Antibiotics Can Slow Aging Process? Researchers Find Link With Longevity

Scientists Discover A Way To Slow The Aging Process

A new and simple weapon in the ongoing fight against aging has been identified: antibiotics.

In a new report in the journal Nature, a team of researchers led by Johan Auwerx, head of EPFL's Laboratory of Integrative and Systemic Physiology, wrote of a mechanism in mice that plays a determining role in longevity. By disrupting this mechanism using simple antibiotics in a population of roundworms, they were able to extend lifespan by 60 percent.

The researchers first analyzed mice genomes as they relate to longevity and found a group of three genes situated on chromosome number two that previously had not been linked to aging. But the researchers found that a 50 percent reduction in the expression of these genes -- and therefore a reduction in the proteins they code for -- increased a mouse life span by about 250 days.

The researchers then reproduced the protein variations in a species of roundworms. "By reducing the production of these proteins during the worms' growth phase, we significantly increased their longevity," Auwerx said in a press release.

The average life span of a worm manipulated in this way jumped from 19 to more than 30 days, a rise of 60 percent. The scientists then conducted tests to isolate the common property and determined that the presence of mitochondrial ribosomal proteins (MRPs) is inversely proportional to longevity.

The researchers concluded that a lack of MRP at certain key moments in development created a specific stress reaction known as an "unfolded protein response" within the mitochondria -- or within the energy factory of the cell. "The strength of this response was found to be directly proportional to the life span," said Auwerx in a press release.

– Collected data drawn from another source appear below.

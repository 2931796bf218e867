// SPDX-FileCopyrightText: 2025 Jason Pena <jasonpena@awkless.com>
// SPDX-License-Identifier: MIT

//! Spotlight line placement.
//!
//! The profile README stays under the user's control except for exactly one
//! line, located by a fixed leading marker string. Plumage owns everything
//! after the marker on that line and nothing else.
//!
//! # Marker Discipline
//!
//! The marker must appear on exactly one line of the document. A document
//! with no marker has nowhere to put the fragment, and a document with the
//! marker on several lines gives no way to tell which one is meant. Both
//! cases surface as typed errors rather than silently picking a line,
//! since a wrong pick would clobber content the user wrote by hand.
//!
//! # Idempotence
//!
//! [`SpotlightFile::apply`] compares the marked line byte-for-byte before
//! touching the file. An unchanged fragment leaves the document untouched
//! on disk, and the caller learns whether anything happened from the
//! returned flag. All other lines pass through the rewrite verbatim.

use std::{
    fmt::{Display, Formatter, Result as FmtResult},
    fs::{read_to_string, write},
    path::PathBuf,
};
use tracing::debug;

/// Default leading marker for the spotlight line.
pub const DEFAULT_MARKER: &str = "🔭 Recently hacking on:";

/// Handle on the README file that carries the spotlight line.
#[derive(Debug, Clone)]
pub struct SpotlightFile {
    path: PathBuf,
}

impl SpotlightFile {
    /// Construct new spotlight file handle.
    pub fn new(path: impl Into<PathBuf>) -> Self {
        Self { path: path.into() }
    }

    /// Place the fragment on the marked line, if it differs.
    ///
    /// Reads the document, swaps the fragment into the marked line, and
    /// writes the document back only when that line actually changed.
    /// Returns whether a write happened.
    ///
    /// # Errors
    ///
    /// - Return [`Error::ReadDocument`] if the document cannot be read.
    /// - Return [`Error::MissingMarker`] if no line carries the marker.
    /// - Return [`Error::AmbiguousMarker`] if several lines carry the marker.
    /// - Return [`Error::WriteDocument`] if the document cannot be written.
    pub fn apply(&self, marker: &str, fragment: &str) -> Result<bool> {
        let content = read_to_string(&self.path).map_err(|err| Error::ReadDocument {
            source: err,
            path: self.path.clone(),
        })?;

        let mut document = Document::from(content.as_str());
        if !document.set_fragment(marker, fragment)? {
            debug!("spotlight line already up to date in {:?}", self.path);
            return Ok(false);
        }

        write(&self.path, document.to_string().as_bytes()).map_err(|err| {
            Error::WriteDocument {
                source: err,
                path: self.path.clone(),
            }
        })?;

        Ok(true)
    }
}

/// Line-oriented view of a README document.
///
/// # Invariant
///
/// - Lines other than the marked one come back out byte-for-byte.
#[derive(Debug, Default, Clone, PartialEq, Eq)]
pub struct Document {
    lines: Vec<String>,
}

impl Document {
    /// Place the fragment on the marked line.
    ///
    /// The marked line becomes `{marker} {fragment}`. Returns whether the
    /// line differs from what was already there.
    ///
    /// # Errors
    ///
    /// - Return [`Error::MissingMarker`] if no line carries the marker.
    /// - Return [`Error::AmbiguousMarker`] if several lines carry the marker.
    pub fn set_fragment(&mut self, marker: &str, fragment: &str) -> Result<bool> {
        let index = self.marker_line(marker)?;
        let line = format!("{marker} {fragment}");
        if self.lines[index] == line {
            return Ok(false);
        }

        self.lines[index] = line;
        Ok(true)
    }

    fn marker_line(&self, marker: &str) -> Result<usize> {
        let hits: Vec<usize> = self
            .lines
            .iter()
            .enumerate()
            .filter(|(_, line)| line.starts_with(marker))
            .map(|(index, _)| index)
            .collect();

        match hits.as_slice() {
            [] => Err(Error::MissingMarker {
                marker: marker.to_string(),
            }),
            [index] => Ok(*index),
            _ => Err(Error::AmbiguousMarker {
                marker: marker.to_string(),
                count: hits.len(),
            }),
        }
    }
}

impl Display for Document {
    fn fmt(&self, fmt: &mut Formatter<'_>) -> FmtResult {
        fmt.write_str(self.lines.join("\n").as_str())
    }
}

impl From<String> for Document {
    fn from(content: String) -> Self {
        Document::from(content.as_str())
    }
}

impl From<&str> for Document {
    fn from(content: &str) -> Self {
        Self {
            lines: content.split('\n').map(str::to_owned).collect(),
        }
    }
}

/// Spotlight placement error types.
#[derive(Debug, thiserror::Error)]
pub enum Error {
    /// README document cannot be read from.
    #[error("failed to read document at {:?}", path.display())]
    ReadDocument {
        #[source]
        source: std::io::Error,
        path: PathBuf,
    },

    /// README document cannot be written to.
    #[error("failed to write document at {:?}", path.display())]
    WriteDocument {
        #[source]
        source: std::io::Error,
        path: PathBuf,
    },

    /// No line carries the marker.
    #[error("marker {marker:?} missing from document")]
    MissingMarker { marker: String },

    /// Several lines carry the marker.
    #[error("marker {marker:?} found on {count} lines, expected exactly one")]
    AmbiguousMarker { marker: String, count: usize },
}

/// Friendly result alias :3
pub type Result<T, E = Error> = std::result::Result<T, E>;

What's more, the effect will happen without researchers genetically manipulating the worms. "Exposure to certain readily available drugs inhibits ribosomal function and thus causes the desired reaction," said Auwerx in a press release. In other words, mitochondria are sensitive to certain antibiotics, and the drugs can be used to prolong life.

If the above wasn't enough, researchers found that worms given antibiotics didn't just live longer, but that they also moved twice as much as the other worms.

"This research gives us hope not only for increasing longevity, but also for lengthening the period of adult vitality, and doing this with simple drugs such as antibiotics," said Auwerx in a press release.

Researchers warn, though, that more studies are needed to confirm that the effects of aging could be slowed down in mammals with the help of antibiotics.